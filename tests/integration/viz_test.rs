//! Visualization flow integration tests.
//!
//! Drives execute_sql then viz through the orchestrator with a scripted
//! client, covering the result-handle lookup and the validation-feedback
//! retry.

use std::sync::Arc;

use serde_json::json;
use tokio_util::sync::CancellationToken;

use sqlsaber::agent::SqlAgent;
use sqlsaber::config::AgentConfig;
use sqlsaber::db::{ConnectionTarget, Gateway};
use sqlsaber::events::StreamEvent;
use sqlsaber::viz::{apply_transforms, VizSpec};

use super::common::{event_log, text_turn, tool_use_turn, ScriptedClient};
use super::gateway_test::seeded_sqlite;

fn valid_spec_json(file: &str) -> String {
    json!({
        "version": "1",
        "title": "Order totals",
        "data": {"source": {"file": file}},
        "chart": {
            "type": "bar",
            "encoding": {
                "x": {"field": "name", "type": "category"},
                "y": {"field": "total", "type": "number"}
            }
        }
    })
    .to_string()
}

#[tokio::test]
async fn test_viz_flow_with_self_correction() {
    let file = "result_toolu_sql.json";

    // Outer turn 1: run SQL. Outer turn 2: ask for a chart. The two middle
    // scripts answer the viz sub-agent: first an invalid spec (missing the
    // chart discriminator), then a valid one. Outer turn 3: final prose.
    let invalid_spec = json!({
        "data": {"source": {"file": file}},
        "chart": {"encoding": {"x": {"field": "name"}, "y": {"field": "total"}}}
    })
    .to_string();

    let client = ScriptedClient::new(vec![
        tool_use_turn(vec![(
            "toolu_sql",
            "execute_sql",
            json!({"query": "SELECT u.name, o.total FROM users u JOIN orders o ON o.user_id = u.id"}),
        )]),
        tool_use_turn(vec![(
            "toolu_viz",
            "viz",
            json!({"request": "bar chart of totals by name", "file": file}),
        )]),
        text_turn(&invalid_spec),
        text_turn(&valid_spec_json(file)),
        text_turn("Here is your chart."),
    ]);

    let dir = tempfile::tempdir().unwrap();
    let path = seeded_sqlite(&dir).await;
    let gateway = Arc::new(
        Gateway::connect(&ConnectionTarget::Sqlite(Some(path)))
            .await
            .unwrap(),
    );
    let mut agent = SqlAgent::with_client(
        gateway,
        Some("testdb"),
        AgentConfig::new(),
        client.clone(),
        "claude-sonnet-4",
    )
    .unwrap();

    let log = event_log();
    let sink = log.clone();
    agent
        .query_stream(
            "plot order totals per user",
            true,
            CancellationToken::new(),
            move |event| {
                let sink = sink.clone();
                async move {
                    sink.lock().unwrap().push(event);
                }
            },
        )
        .await
        .unwrap();

    // Five model calls total: two for the sub-agent's retry (run count = 2).
    assert_eq!(client.request_count(), 5);

    // The retry carried the validation error back to the sub-agent.
    let requests = client.requests.lock().unwrap();
    let retry_text = requests[3].messages.last().unwrap().text();
    assert!(retry_text.contains("failed validation"));
    drop(requests);

    // The plot_result payload re-validates against the spec schema and
    // gained the bar defaults (sort desc by y).
    let events = log.lock().unwrap();
    let plot = events
        .iter()
        .find_map(|e| match e {
            StreamEvent::PlotResult { result, .. } => Some(result.clone()),
            _ => None,
        })
        .expect("plot_result event missing");
    let value: serde_json::Value = serde_json::from_str(&plot).unwrap();
    let spec = VizSpec::validate(&value).unwrap();
    assert_eq!(spec.chart.type_name(), "bar");
    assert_eq!(spec.transform.len(), 1);
    drop(events);

    // History: user, assistant, tool_result, assistant, tool_result, assistant.
    assert_eq!(agent.history().len(), 6);
}

#[tokio::test]
async fn test_viz_rejects_unknown_handle() {
    let client = ScriptedClient::new(vec![
        tool_use_turn(vec![(
            "toolu_viz",
            "viz",
            json!({"request": "chart", "file": "result_never_ran.json"}),
        )]),
        text_turn("no data"),
    ]);

    let dir = tempfile::tempdir().unwrap();
    let path = seeded_sqlite(&dir).await;
    let gateway = Arc::new(
        Gateway::connect(&ConnectionTarget::Sqlite(Some(path)))
            .await
            .unwrap(),
    );
    let mut agent = SqlAgent::with_client(
        gateway,
        None,
        AgentConfig::new(),
        client,
        "claude-sonnet-4",
    )
    .unwrap();

    let log = event_log();
    let sink = log.clone();
    agent
        .query_stream("chart nothing", true, CancellationToken::new(), move |event| {
            let sink = sink.clone();
            async move {
                sink.lock().unwrap().push(event);
            }
        })
        .await
        .unwrap();

    let events = log.lock().unwrap();
    let plot = events
        .iter()
        .find_map(|e| match e {
            StreamEvent::PlotResult { result, .. } => Some(result.clone()),
            _ => None,
        })
        .unwrap();
    assert!(plot.contains("Tool output not found"));
}

#[test]
fn test_validated_spec_transforms_apply_to_rows() {
    let value: serde_json::Value =
        serde_json::from_str(&valid_spec_json("result_x.json")).unwrap();
    let mut value = value;
    value["transform"] = json!([
        {"sort": [{"field": "total", "dir": "desc"}]},
        {"limit": 2}
    ]);
    let spec = VizSpec::validate(&value).unwrap();

    let rows: Vec<sqlsaber::db::Row> = [10.0, 30.0, 20.0]
        .iter()
        .map(|total| {
            let mut row = sqlsaber::db::Row::new();
            row.insert("name".to_string(), json!("x"));
            row.insert("total".to_string(), json!(total));
            row
        })
        .collect();

    let shaped = apply_transforms(rows, &spec.transform);
    assert_eq!(shaped.len(), 2);
    assert_eq!(shaped[0]["total"], json!(30.0));
    assert_eq!(shaped[1]["total"], json!(20.0));
}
════
Your assignment: Which lines belong in the answer? Exactly those from the first line of the entries through the line holding "use sqlsaber::config::AgentConfig;", inclusive, copied unchanged.

Finished exercise:
filename tests/integration/viz_test.rs
//! Visualization flow integration tests.
//!
//! Drives execute_sql then viz through the orchestrator with a scripted
//! client, covering the result-handle lookup and the validation-feedback
//! retry.

use std::sync::Arc;

use serde_json::json;
use tokio_util::sync::CancellationToken;

use sqlsaber::agent::SqlAgent;
use sqlsaber::config::AgentConfig;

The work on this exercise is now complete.